According to the courts, the lineage of that legendary team now belongs to someone else. Not FCSB, but CSA Steaua, a team currently playing in the second division. They are not allowed to even get promoted to the top flight currently but own the badge, the name and anything else Steaua-related after a bitter legal battle.
Welcome to Romania and the fight for Steaua.
It’s been 35 years now since the Iron Curtain fell. Romania joined NATO in 2004 and the European Union three years later, and there is hope that another step towards integration with the West—joining the Eurozone—will be completed by 2029. In my hotel, there is a photo on the wall of the Manhattan skyline and a book titled 50 Big Money Businesses You Can Start and Run with $250 to $5000—fitting for a generation of Romanians who were born after Ceausescu and for whom the regime feels like a strange dream.

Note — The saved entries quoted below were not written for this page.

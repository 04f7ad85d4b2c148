//! The board: cell storage, piece lifecycle, gravity and refill.
//!
//! - `Board`: owns the grid and the primitive mutations (spawn, remove,
//!   move, swap). It never matches or scores on its own.
//! - Gravity: `collapse_step` / `settle` drop pieces into gaps and spawn new
//!   tiles in the top row.
//! - `BoardSnapshot`: read-only view for rendering.

mod grid;
mod gravity;
mod snapshot;

pub use grid::Board;
pub use gravity::FallStep;
pub use snapshot::{BoardSnapshot, CellContent, CellView};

It was actually the British who introduced Romania to football. The Bucharest architect Gheorghe Radu Stânculescu discovered in the archives of the British Navy that English sailors were playing football in the Danube area in 1865. By 1907, the first official football match in the Kingdom of Romania was played in Bucharest on an improvised pitch by English and Germans employed in the textile or oil industry.

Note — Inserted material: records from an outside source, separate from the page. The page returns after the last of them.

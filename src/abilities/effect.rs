//! Ability kinds, resolved effects and their purchase definitions.

use serde::{Deserialize, Serialize};

use crate::board::Board;
use crate::core::{Cell, EngineError, TileType};
use crate::ledger::{ResourceBank, ResourceCost};

/// Which ability the player picked, before a target is chosen.
#[derive(Clone, Copy, Debug, PartialEq, Eq, Hash, Serialize, Deserialize)]
pub enum AbilityKind {
    RowClear,
    ColumnClear,
    AreaBomb,
    ClearAllOfType,
}

/// An ability bound to its target.
#[derive(Clone, Copy, Debug, PartialEq, Eq, Serialize, Deserialize)]
pub enum AbilityEffect {
    /// Every cell in row `y`.
    RowClear(usize),

    /// Every cell in column `x`.
    ColumnClear(usize),

    /// The 3×3 block centred on a cell, clipped to the board.
    AreaBomb(Cell),

    /// Every normal piece of one type.
    ClearAllOfType(TileType),
}

impl AbilityEffect {
    /// Bind `kind` to the clicked cell.
    ///
    /// `ClearAllOfType` takes its type from the tile at `target`, so the
    /// target must hold a normal piece.
    pub fn resolve(kind: AbilityKind, target: Cell, board: &Board) -> Result<Self, EngineError> {
        if !board.contains(target) {
            return Err(EngineError::InvalidCoordinate(target));
        }
        Ok(match kind {
            AbilityKind::RowClear => Self::RowClear(target.y),
            AbilityKind::ColumnClear => Self::ColumnClear(target.x),
            AbilityKind::AreaBomb => Self::AreaBomb(target),
            AbilityKind::ClearAllOfType => {
                let piece = board.get(target).ok_or(EngineError::CellEmpty(target))?;
                Self::ClearAllOfType(piece.tile().ok_or(EngineError::NotMovable(target))?)
            }
        })
    }

    #[must_use]
    pub fn kind(&self) -> AbilityKind {
        match self {
            Self::RowClear(_) => AbilityKind::RowClear,
            Self::ColumnClear(_) => AbilityKind::ColumnClear,
            Self::AreaBomb(_) => AbilityKind::AreaBomb,
            Self::ClearAllOfType(_) => AbilityKind::ClearAllOfType,
        }
    }

    /// Damage dealt to each obstacle in the area. Zero means obstacles are
    /// left alone.
    #[must_use]
    pub fn obstacle_damage(&self) -> u32 {
        match self {
            Self::RowClear(_) | Self::ColumnClear(_) => 1,
            Self::AreaBomb(_) => 2,
            Self::ClearAllOfType(_) => 0,
        }
    }

    /// Cells the effect covers, row-major.
    pub fn cells(&self, board: &Board) -> Result<Vec<Cell>, EngineError> {
        let (width, height) = (board.width(), board.height());
        match *self {
            Self::RowClear(y) => {
                if y >= height {
                    return Err(EngineError::InvalidCoordinate(Cell::new(0, y)));
                }
                Ok((0..width).map(|x| Cell::new(x, y)).collect())
            }
            Self::ColumnClear(x) => {
                if x >= width {
                    return Err(EngineError::InvalidCoordinate(Cell::new(x, 0)));
                }
                Ok((0..height).map(|y| Cell::new(x, y)).collect())
            }
            Self::AreaBomb(center) => {
                if !board.contains(center) {
                    return Err(EngineError::InvalidCoordinate(center));
                }
                let mut cells: Vec<Cell> = center.surrounding(width, height).collect();
                cells.push(center);
                cells.sort();
                Ok(cells)
            }
            Self::ClearAllOfType(tile) => Ok(board
                .pieces()
                .filter(|piece| piece.tile() == Some(tile))
                .map(|piece| piece.cell())
                .collect()),
        }
    }
}

/// A purchasable ability.
#[derive(Clone, Debug, PartialEq, Eq, Serialize, Deserialize)]
pub struct AbilityDef {
    pub kind: AbilityKind,
    pub cost: ResourceCost,
    pub title: String,
}

impl AbilityDef {
    pub fn new(kind: AbilityKind, cost: ResourceCost, title: impl Into<String>) -> Self {
        Self { kind, cost, title: title.into() }
    }

    #[must_use]
    pub fn is_affordable(&self, bank: &ResourceBank) -> bool {
        bank.has(&self.cost)
    }
}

According to the courts, the lineage of that legendary team now belongs to someone else
After the Second World War, under communist rule, the Army Sports Association was formed in 1947. A football team was set up, a team that eventually became Steaua (Star) in 1961. Dinamo, their rivals, were the Ministry for Internal Affairs. Swiftly, Steaua became dominant in Romanian football, winning six titles in 10 years and being mainstays in Europe.
However, as communism fell, the club began to haemorrhage talent. Gheorghe Hagi, Dan Petrescu and Marius Lăcătuș all left within three years of one another, each enticed by the riches and rewards on offer in Western Europe. By 1998, the football club was forced to separate from the army due to new league rules, dropping CSA (Army Sports Club) from their name.
Steaua were then bought out by Gigi Becali, an extremist politician with repugnant views who received a suspended prison sentence for corruption in 2013. Regardless, his initial investment saw an upturn in fortunes, with Steaua reaching the 2006 UEFA Cup semifinals.

However, the army claimed that documents were faked when Becali bought the club, and in 2011, legal action had started. Three years later, a Romanian court ruled against Becali, saying he did not have the right to use the Steaua branding or claim its history and honours. In response, he changed the name to FCSB and rebranded the club from top to bottom.
In 2017, a new team, CSA Steaua, legally reclaimed the football team. They now play in the second division at the former Steaua home stadium, with fans and ex-players split over which team to support. It’s a complicated mess, and things are far from resolved.